2023-01-07 20:54:49 | 出久根達郎さん
『遠い「山びこ」』(佐野眞一著・1996年刊・文春文庫)を読み終えた。
単行本は1992年に文芸春秋社から出ている。丁度30年前だ。
凄い本だった。自分の子ども時代と重なる部分が多いので余計に感動した。

出久根達郎さんが解説を書いておられると知って図書館からお借りしてきた本。
その「水蜜桃の種」と題された解説、心の底を打つ解説だ。ご自分の体験を語っておられる。
その一部。

《私が用いた教科書に出ていた作品は、江口江一の「母の死とその後」である。
「僕の家は貧乏で、山元村の中でもいちばんくらい貧乏です」という書き出しを、先生に指名された者が朗読したとき、教室に軽い失笑が起こった。

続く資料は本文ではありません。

//! 渠道选择器
//!
//! 读多写少：选择时只在读锁内克隆一次快照的 `Arc`，
//! 重载时在锁外构建完整的新快照，再在短暂的写锁内整体替换。

use crate::cooldown::CooldownRegistry;
use crate::error::{BalancerError, BalancerResult};
use crate::filter::ChannelFilter;
use crate::snapshot::{ChannelChoice, RoutingSnapshot};
use crate::source::{RoutingSource, SqliteRoutingSource};
use parking_lot::{Mutex, RwLock};
use rand::Rng;
use relaycast_core::config::RoutingConfig;
use relaycast_core::database::dao::{AbilityDao, ChannelDao};
use relaycast_core::database::{lock_db, DbConnection};
use relaycast_core::models::{Channel, ChannelStatus};
use std::sync::Arc;
use std::time::Duration;
use tracing::{debug, info, warn};

/// 一次重载的统计
#[derive(Debug, Clone, Copy, PartialEq, Eq, Default)]
pub struct LoadStats {
    pub channels: usize,
    pub groups: usize,
}

pub struct ChannelChooser {
    snapshot: RwLock<Arc<RoutingSnapshot>>,
    /// 串行化重载
    reload_lock: Mutex<()>,
    cooldowns: CooldownRegistry,
}

impl ChannelChooser {
    pub fn new(cooldown_ttl: Duration) -> Self {
        Self {
            snapshot: RwLock::new(Arc::new(RoutingSnapshot::default())),
            reload_lock: Mutex::new(()),
            cooldowns: CooldownRegistry::new(cooldown_ttl),
        }
    }

    pub fn from_config(config: &RoutingConfig) -> Self {
        Self::new(Duration::from_secs(config.cooldown_secs))
    }

    /// 当前快照
    pub fn snapshot(&self) -> Arc<RoutingSnapshot> {
        self.snapshot.read().clone()
    }

    pub fn cooldowns(&self) -> &CooldownRegistry {
        &self.cooldowns
    }

    /// 从数据源全量重载
    ///
    /// 新快照继承仍然存在的渠道的运行期禁用标记。
    pub fn load(&self, source: &dyn RoutingSource) -> BalancerResult<LoadStats> {
        let _reload = self.reload_lock.lock();
        let (channels, abilities) = source.load().map_err(BalancerError::Load)?;
        let next = RoutingSnapshot::build(channels, &abilities);
        let stats = LoadStats {
            channels: next.channel_count(),
            groups: next.group_count(),
        };

        let mut current = self.snapshot.write();
        for choice in current.choices().filter(|c| c.is_disabled()) {
            if let Some(carried) = next.choice(choice.channel.id) {
                carried.set_disabled(true);
            }
        }
        *current = Arc::new(next);
        drop(current);

        info!(
            "[ROUTER] 路由表已更新: channels={}, groups={}",
            stats.channels, stats.groups
        );
        Ok(stats)
    }

    /// 为 (分组, 模型) 选择一个渠道
    pub fn next(
        &self,
        group: &str,
        model: &str,
        filters: &[&dyn ChannelFilter],
    ) -> BalancerResult<Arc<Channel>> {
        let snapshot = self.snapshot();
        self.select(&snapshot, group, model, filters, &mut rand::thread_rng())
    }

    /// 使用指定随机源选择
    pub fn next_with_rng<R: Rng>(
        &self,
        group: &str,
        model: &str,
        filters: &[&dyn ChannelFilter],
        rng: &mut R,
    ) -> BalancerResult<Arc<Channel>> {
        let snapshot = self.snapshot();
        self.select(&snapshot, group, model, filters, rng)
    }

    fn select<R: Rng>(
        &self,
        snapshot: &RoutingSnapshot,
        group: &str,
        model: &str,
        filters: &[&dyn ChannelFilter],
        rng: &mut R,
    ) -> BalancerResult<Arc<Channel>> {
        let not_found = || BalancerError::NoAvailableChannel {
            group: group.to_string(),
            model: model.to_string(),
        };
        let tiers = snapshot.tiers(group, model).ok_or_else(not_found)?;

        for tier in tiers {
            let candidates: Vec<&Arc<ChannelChoice>> = tier
                .channel_ids
                .iter()
                .filter_map(|id| snapshot.choice(*id))
                .filter(|choice| self.is_eligible(choice, model, filters))
                .collect();
            let weights: Vec<u64> = candidates
                .iter()
                .map(|choice| choice.channel.weight as u64)
                .collect();

            if let Some(index) = pick_weighted(&weights, rng) {
                let channel = candidates[index].channel.clone();
                debug!(
                    "[ROUTER] 选择渠道: group={}, model={}, priority={}, channel_id={}",
                    group, model, tier.priority, channel.id
                );
                return Ok(channel);
            }
            debug!(
                "[ROUTER] 优先级 {} 无可用渠道，尝试下一层级: group={}, model={}",
                tier.priority, group, model
            );
        }

        warn!("[ROUTER] 所有层级均无可用渠道: group={}, model={}", group, model);
        Err(not_found())
    }

    fn is_eligible(&self, choice: &ChannelChoice, model: &str, filters: &[&dyn ChannelFilter]) -> bool {
        choice.is_usable()
            && !self.cooldowns.is_cooling(choice.channel.id, model)
            && filters.iter().all(|filter| filter.accept(&choice.channel))
    }

    /// 按 ID 获取渠道
    pub fn get_channel(&self, channel_id: i64) -> BalancerResult<Arc<Channel>> {
        self.snapshot()
            .choice(channel_id)
            .map(|choice| choice.channel.clone())
            .ok_or(BalancerError::ChannelNotFound(channel_id))
    }

    /// 运行期禁用渠道，不修改持久化状态
    pub fn disable(&self, channel_id: i64) -> BalancerResult<()> {
        self.set_runtime_disabled(channel_id, true)
    }

    /// 解除运行期禁用
    pub fn enable(&self, channel_id: i64) -> BalancerResult<()> {
        self.set_runtime_disabled(channel_id, false)
    }

    pub fn is_runtime_disabled(&self, channel_id: i64) -> BalancerResult<bool> {
        self.snapshot()
            .choice(channel_id)
            .map(|choice| choice.is_disabled())
            .ok_or(BalancerError::ChannelNotFound(channel_id))
    }

    fn set_runtime_disabled(&self, channel_id: i64, disabled: bool) -> BalancerResult<()> {
        // 持有读锁，避免与重载时的标记继承交错
        let snapshot = self.snapshot.read();
        let choice = snapshot
            .choice(channel_id)
            .ok_or(BalancerError::ChannelNotFound(channel_id))?;
        choice.set_disabled(disabled);
        info!(
            "[ROUTER] 渠道运行期状态变更: channel_id={}, disabled={}",
            channel_id, disabled
        );
        Ok(())
    }

    /// 冷却 (渠道, 模型)
    pub fn mark_cooldown(&self, channel_id: i64, model: &str) {
        self.cooldowns.mark(channel_id, model);
    }

    /// 持久化渠道状态并同步到路由表
    ///
    /// 禁用只翻转运行期标记；启用需要重新收录能力行，因此触发一次全量重载。
    pub fn set_channel_status(
        &self,
        db: &DbConnection,
        channel_id: i64,
        status: ChannelStatus,
    ) -> BalancerResult<()> {
        {
            let conn = lock_db(db).map_err(BalancerError::Load)?;
            let found = ChannelDao::update_status(&conn, channel_id, status)
                .map_err(|e| BalancerError::Load(format!("更新渠道状态失败: {e}")))?;
            if !found {
                return Err(BalancerError::ChannelNotFound(channel_id));
            }
            AbilityDao::update_enabled_for_channel(&conn, channel_id, status.is_enabled())
                .map_err(|e| BalancerError::Load(format!("更新路由能力失败: {e}")))?;
        }

        if status.is_enabled() {
            self.load(&SqliteRoutingSource::new(db.clone()))?;
            // 重载继承了旧标记，这里显式解除；渠道在重载前被删除时不在路由表中
            if let Err(e) = self.enable(channel_id) {
                debug!("[ROUTER] 启用的渠道不在当前路由表中: {}", e);
            }
        } else if let Err(e) = self.disable(channel_id) {
            debug!("[ROUTER] 渠道不在当前路由表中: {}", e);
        }
        info!("[ROUTER] 渠道状态已更新: channel_id={}, status={}", channel_id, status);
        Ok(())
    }

    /// 因不可恢复的上游错误自动禁用渠道
    ///
    /// 渠道未开启自动禁用时只返回 `false`。
    pub fn auto_disable(&self, db: &DbConnection, channel_id: i64, reason: &str) -> BalancerResult<bool> {
        let channel = self.get_channel(channel_id)?;
        if !channel.auto_ban {
            debug!("[ROUTER] 渠道未开启自动禁用: channel_id={}", channel_id);
            return Ok(false);
        }
        warn!(
            "[ROUTER] 自动禁用渠道: channel_id={}, name={}, reason={}",
            channel_id, channel.name, reason
        );
        self.set_channel_status(db, channel_id, ChannelStatus::AutoDisabled)?;
        Ok(true)
    }
}

/// 在 [0, 总权重) 内均匀抽取，依次减去候选权重，首个使余数小于 0 的候选胜出
///
/// 总权重为 0 时返回 `None`。
pub fn pick_weighted<R: Rng>(weights: &[u64], rng: &mut R) -> Option<usize> {
    let total: u64 = weights.iter().sum();
    if total == 0 {
        return None;
    }
    let mut remainder = rng.gen_range(0..total) as i128;
    for (index, weight) in weights.iter().enumerate() {
        remainder -= *weight as i128;
        if remainder < 0 {
            return Some(index);
        }
    }
    None
}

私だけが笑えなかった。顔がこわばった。自分が笑われたような気がしたのである。人の口から貧乏という言葉をきくのが、貧乏の当事者だっただけに、とてもいやだった。次の日は学校を休んだ。私は江口江一の作文を、ひどくうらんだのである。
「山びこ学校」の名称は、だから私には良い響きではない。
この題名の本をじっくりと読んだのは、集団就職で上京し、古本屋の店員になってからである。美乏という語が出てきても、笑うものはまわりにいない。私は心置きなく、じっくり読んだ。江一に対しても恨むどころか、「山びこ学校」の生徒43人の中で、もっとも親近感を覚えた。》

この解説は4ページあるが、わたしは、本を手に取った最初と、読み終えてさっき、もう一度読んだ。
出久根さんのお人柄がよく解る解説だ。

『触媒のうた』 出久根さんが帯文で推奨してくださっている本。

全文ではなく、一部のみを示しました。